→ **PROBLEM STATEMENT**
Show all lines below holding the string "format".

(Records excerpted from a collection)
=== Section Start ===
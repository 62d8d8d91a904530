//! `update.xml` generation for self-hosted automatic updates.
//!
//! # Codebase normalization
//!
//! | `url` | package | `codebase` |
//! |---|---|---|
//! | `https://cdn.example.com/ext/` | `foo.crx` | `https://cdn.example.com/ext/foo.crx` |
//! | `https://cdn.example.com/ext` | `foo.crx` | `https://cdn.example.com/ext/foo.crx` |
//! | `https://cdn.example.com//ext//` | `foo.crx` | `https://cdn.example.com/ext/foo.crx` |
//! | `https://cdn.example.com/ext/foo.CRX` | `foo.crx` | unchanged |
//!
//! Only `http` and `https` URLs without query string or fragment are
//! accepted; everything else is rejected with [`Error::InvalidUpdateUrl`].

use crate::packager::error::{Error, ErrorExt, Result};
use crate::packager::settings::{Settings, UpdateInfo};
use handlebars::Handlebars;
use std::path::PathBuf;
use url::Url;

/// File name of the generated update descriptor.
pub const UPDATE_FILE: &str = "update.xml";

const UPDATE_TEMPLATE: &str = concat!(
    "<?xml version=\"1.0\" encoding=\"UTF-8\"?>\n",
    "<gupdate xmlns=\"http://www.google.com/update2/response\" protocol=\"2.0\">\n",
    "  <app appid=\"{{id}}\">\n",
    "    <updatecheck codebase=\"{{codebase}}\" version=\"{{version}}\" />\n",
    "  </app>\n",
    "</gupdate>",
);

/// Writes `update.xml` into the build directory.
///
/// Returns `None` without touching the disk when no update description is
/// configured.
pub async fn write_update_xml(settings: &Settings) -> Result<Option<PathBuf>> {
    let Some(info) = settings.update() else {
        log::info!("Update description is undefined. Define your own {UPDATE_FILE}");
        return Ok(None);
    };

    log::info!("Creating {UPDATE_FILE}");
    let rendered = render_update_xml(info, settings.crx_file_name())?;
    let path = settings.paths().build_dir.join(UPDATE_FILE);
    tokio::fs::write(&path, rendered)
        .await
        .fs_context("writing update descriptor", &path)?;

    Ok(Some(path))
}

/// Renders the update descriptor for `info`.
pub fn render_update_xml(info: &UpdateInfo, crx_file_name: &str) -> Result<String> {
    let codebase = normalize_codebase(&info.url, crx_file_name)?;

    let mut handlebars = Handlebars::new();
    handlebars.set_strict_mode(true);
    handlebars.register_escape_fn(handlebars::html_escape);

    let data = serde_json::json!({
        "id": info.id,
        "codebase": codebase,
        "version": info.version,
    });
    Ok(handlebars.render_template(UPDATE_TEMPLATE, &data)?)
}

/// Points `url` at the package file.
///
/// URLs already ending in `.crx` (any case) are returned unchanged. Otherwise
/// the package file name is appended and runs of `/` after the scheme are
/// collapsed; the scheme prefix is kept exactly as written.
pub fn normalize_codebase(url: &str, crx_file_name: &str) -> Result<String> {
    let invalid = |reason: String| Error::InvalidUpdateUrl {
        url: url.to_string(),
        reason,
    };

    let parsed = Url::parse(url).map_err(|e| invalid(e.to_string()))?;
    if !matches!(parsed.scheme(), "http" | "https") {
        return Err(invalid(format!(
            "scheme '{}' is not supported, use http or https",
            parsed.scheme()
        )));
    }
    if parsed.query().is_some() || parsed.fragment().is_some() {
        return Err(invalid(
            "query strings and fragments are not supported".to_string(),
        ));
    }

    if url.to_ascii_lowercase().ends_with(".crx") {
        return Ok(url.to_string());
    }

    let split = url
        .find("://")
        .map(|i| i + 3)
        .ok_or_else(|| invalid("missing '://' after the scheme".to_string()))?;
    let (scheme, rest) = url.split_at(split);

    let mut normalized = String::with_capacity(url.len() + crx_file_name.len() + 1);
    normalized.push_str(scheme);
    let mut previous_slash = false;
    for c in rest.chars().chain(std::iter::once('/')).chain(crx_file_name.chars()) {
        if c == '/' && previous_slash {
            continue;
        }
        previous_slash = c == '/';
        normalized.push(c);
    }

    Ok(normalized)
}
=== Section End ===
=== Section Start ===
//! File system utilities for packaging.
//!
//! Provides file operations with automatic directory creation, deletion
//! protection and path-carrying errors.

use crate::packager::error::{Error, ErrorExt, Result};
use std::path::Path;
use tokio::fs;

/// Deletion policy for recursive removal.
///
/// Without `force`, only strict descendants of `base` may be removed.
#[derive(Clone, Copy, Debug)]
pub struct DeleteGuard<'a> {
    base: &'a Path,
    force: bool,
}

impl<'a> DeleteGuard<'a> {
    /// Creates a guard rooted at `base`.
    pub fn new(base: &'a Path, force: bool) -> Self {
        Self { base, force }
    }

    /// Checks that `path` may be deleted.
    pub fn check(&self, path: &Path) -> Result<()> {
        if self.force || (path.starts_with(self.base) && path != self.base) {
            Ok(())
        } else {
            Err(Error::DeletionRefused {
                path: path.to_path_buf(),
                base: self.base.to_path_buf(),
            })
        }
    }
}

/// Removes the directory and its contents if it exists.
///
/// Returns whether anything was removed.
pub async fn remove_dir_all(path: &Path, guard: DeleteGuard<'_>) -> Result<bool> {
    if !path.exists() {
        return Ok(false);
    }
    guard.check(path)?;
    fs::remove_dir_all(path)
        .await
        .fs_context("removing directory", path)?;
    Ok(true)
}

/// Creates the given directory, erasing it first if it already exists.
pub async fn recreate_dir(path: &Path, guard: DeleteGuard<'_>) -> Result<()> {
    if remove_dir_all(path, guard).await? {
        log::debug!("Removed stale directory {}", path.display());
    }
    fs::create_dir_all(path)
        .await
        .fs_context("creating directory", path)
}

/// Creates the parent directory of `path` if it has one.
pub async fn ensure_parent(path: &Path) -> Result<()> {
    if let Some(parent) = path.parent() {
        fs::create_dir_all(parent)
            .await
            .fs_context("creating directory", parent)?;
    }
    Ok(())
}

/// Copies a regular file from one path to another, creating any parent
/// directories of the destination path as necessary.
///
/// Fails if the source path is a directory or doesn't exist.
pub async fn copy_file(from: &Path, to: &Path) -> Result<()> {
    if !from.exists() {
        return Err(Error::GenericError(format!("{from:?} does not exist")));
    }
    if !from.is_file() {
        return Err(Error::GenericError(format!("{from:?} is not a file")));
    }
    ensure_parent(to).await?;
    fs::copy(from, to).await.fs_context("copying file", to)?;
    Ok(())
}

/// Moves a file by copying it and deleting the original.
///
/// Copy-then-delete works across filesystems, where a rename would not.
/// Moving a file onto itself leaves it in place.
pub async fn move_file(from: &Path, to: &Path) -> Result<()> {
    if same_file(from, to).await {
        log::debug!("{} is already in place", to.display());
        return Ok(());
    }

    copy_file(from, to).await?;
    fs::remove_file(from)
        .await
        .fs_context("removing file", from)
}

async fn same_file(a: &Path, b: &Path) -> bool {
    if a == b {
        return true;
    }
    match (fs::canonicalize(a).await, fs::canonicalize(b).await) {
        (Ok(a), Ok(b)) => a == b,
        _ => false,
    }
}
=== Section End ===
→ **WRITTEN ANSWER**
        return Err(invalid(format!(
        return Err(Error::GenericError(format!("{from:?} does not exist")));
        return Err(Error::GenericError(format!("{from:?} is not a file")));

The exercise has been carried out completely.